Highly specific tumor binding of a ²¹³bi-labeled monoclonal antibody against mutant E-cadherin suggests its usefulness for locoregional α-radioimmunotherapy of diffuse-type gastric cancer

A monoclonal antibody (E-cadherin delta 9-1) directed against a characteristic E-cadherin mutation (in-frame deletion of exon 9), found in diffuse-type gastric cancer but not in any normal tissue, was conjugated with the high linear energy transfer α-emitter ²¹³Bi and tested for its binding specificity in s.c. and i.p. nude mice tumor models. After intratumoral application in s.c. tumors expressing mutant E-cadherin, the ²¹³Bi-labeled antibody was specifically retained at the injection site as shown by autoradiography.
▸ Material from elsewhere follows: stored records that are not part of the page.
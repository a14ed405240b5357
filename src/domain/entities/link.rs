//! Link entity representing a shortened URL mapping.

use chrono::{DateTime, Utc};

/// A shortened URL with its click counter and liveness snapshot.
///
/// `owner_id` is an opaque reference into the external account directory;
/// `None` marks an anonymously created link. `clicks_count` is mutated only
/// through the store's atomic increment, never by rewriting the record.
#[derive(Debug, Clone, PartialEq)]
pub struct Link {
    pub id: i64,
    pub short_code: String,
    pub original_url: String,
    pub title: String,
    pub owner_id: Option<i64>,
    pub clicks_count: i64,
    pub is_alive: Option<bool>,
    pub last_check_status: Option<i32>,
    pub last_checked_at: Option<DateTime<Utc>>,
    pub created_at: DateTime<Utc>,
}

impl Link {
    /// Returns true if the link belongs to the given owner scope.
    ///
    /// A `None` scope means "no owner filter" and matches everything.
    pub fn visible_to(&self, owner_id: Option<i64>) -> bool {
        match owner_id {
            Some(owner) => self.owner_id == Some(owner),
            None => true,
        }
    }
}

/// Input data for creating a new link.
#[derive(Debug, Clone)]
pub struct NewLink {
    pub short_code: String,
    pub original_url: String,
    pub title: String,
    pub owner_id: Option<i64>,
}

/// Result of a liveness probe, as persisted on the link.
#[derive(Debug, Clone, Copy, PartialEq)]
pub struct LivenessSnapshot {
    pub is_alive: bool,
    pub status: Option<i32>,
    pub checked_at: DateTime<Utc>,
}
After injection into the peritoneal cavity, uptake in small i.p. tumor nodules expressing mutant E-cadherin was 17-fold higher than in tumor nodules expressing wild-type E-cadherin (62% injected dose/g versus 3.7% injected dose/g). 78% of the total activity in the ascites fluid was bound to free tumor cells expressing mutant E-cadherin, whereas in control cells, binding was only 18%. The selective binding of the ²¹³Bi-labeled, mutation-specific monoclonal antibody E-cadherin δ 9-1 suggests that it will be successful for α-radioimmunotherapy of disseminated tumors after locoregional application.